So we pull out the artifacts and start playing "show and tell" and doing all that stuff, because if it is delivered in a flat way, then it’s not really going to go anywhere.

Grant:  You came up as a dancer, and you were then the master of a non‑verbal means of communication, and this is all about communicating things that language, if you said it in language, it wouldn’t necessarily be powerful or interesting. Has that make a difference? Can you talk about that for a minute.

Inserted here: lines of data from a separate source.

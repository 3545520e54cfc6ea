//! HTTP server module.
//!
//! Exposes the latest snapshot, manual refresh and report downloads as a
//! JSON API consumed by the dashboard.
//!
//! Reads never wait on a refresh; writes only ask the orchestrator to start one:
//!
//! ```text
//! GET  /api/summary, /api/department/{name} ──▶ QueryService ──▶ SnapshotStore
//! POST /api/refresh                         ──▶ RefreshOrchestrator (single flight)
//! GET  /api/refresh/status                  ──▶ RefreshOrchestrator::status
//! GET  /api/download/{report_type}          ──▶ ReportWriter::artifact_path ──▶ file
//! GET  /health                              ──▶ scheduler flag + last_updated
//! ```

pub mod dto;
pub mod error;
pub mod handlers;
pub mod router;
pub mod state;

pub use error::{ApiError, AppError};
pub use router::create_router;
pub use state::AppState;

Cheryl:  The performance art part? That helped absolutely. Making these presentations performance art and keeping people engaged, they can hear, because that’s a lot of it ‑‑ is getting it passed the people that are the guardians of it internally, and actually getting them inside it so that they manifest it and they start evangelizing it internally.

Grant:  You’re activating them to activate others, who will activate others, who then activate the consumer.

Cheryl:  So part of the delivery of it is to really be stimulating and make it performance art, as opposed to corporate presentation. And now my point…

Grant:  See, I’m in the other direction just for purposes of contrast, I came in as a anthropologist. What do I know? But I came in and I really hewed to what I took to be the principle language of the corporation ‑‑ the discourse that people use ‑‑ and I tried to get culture into that. Trying to get everything packed into this fragile vessel, and then try to get it in a way that will allow the corporation to get it out again. Once it’s inside the walls of the corporation it just doesn’t work. Which is, again, why I’m so wowed by your approach.

It’s like, in some sense, you didn’t buy them at their word, you didn’t conform to the discourse of the corporation. You said "No, we’re going to use a different fuller, richer language when we talk to them," which I think is great, I wish I’d done that.

Cheryl:  Well, but I think both can work, I really do. I do think, though, it’s interesting because thankfully more women are in big corporations because my approach ‑‑ it’s more right brained and more emotion‑based, and it tends to be really gotten and received by female people and guys are kind of getting it now. But no, I think your approach, really, it appeals to the more masculine principle and side of things. But yes, I noticed that for the first five years of Toniq, all my clients were female. And now guys they started realizing, "Oh, Venus is successful?" and we deployed it for male things like Mach3 and "Oh, Mach3 is really successful."

It was women that brought us into all those projects, Fusion is really successful. So it’s a lot of female associative and all that.

So performance art ‑‑ they kid me now. My clients actually played this back to me, they said "Every project that we do with you has choreography." So for Mach3 everyone started doing this, because it was breaking the horizons and the essence of the brand is breakthrough, so it was breakthrough this way.

For Venus, it was emerging and revealing from the ocean, so it was this and by the way that makes a V, but it was she just emerges, and by the way not italic. She emerges. So none of the typography was italic, it was very straight and confident.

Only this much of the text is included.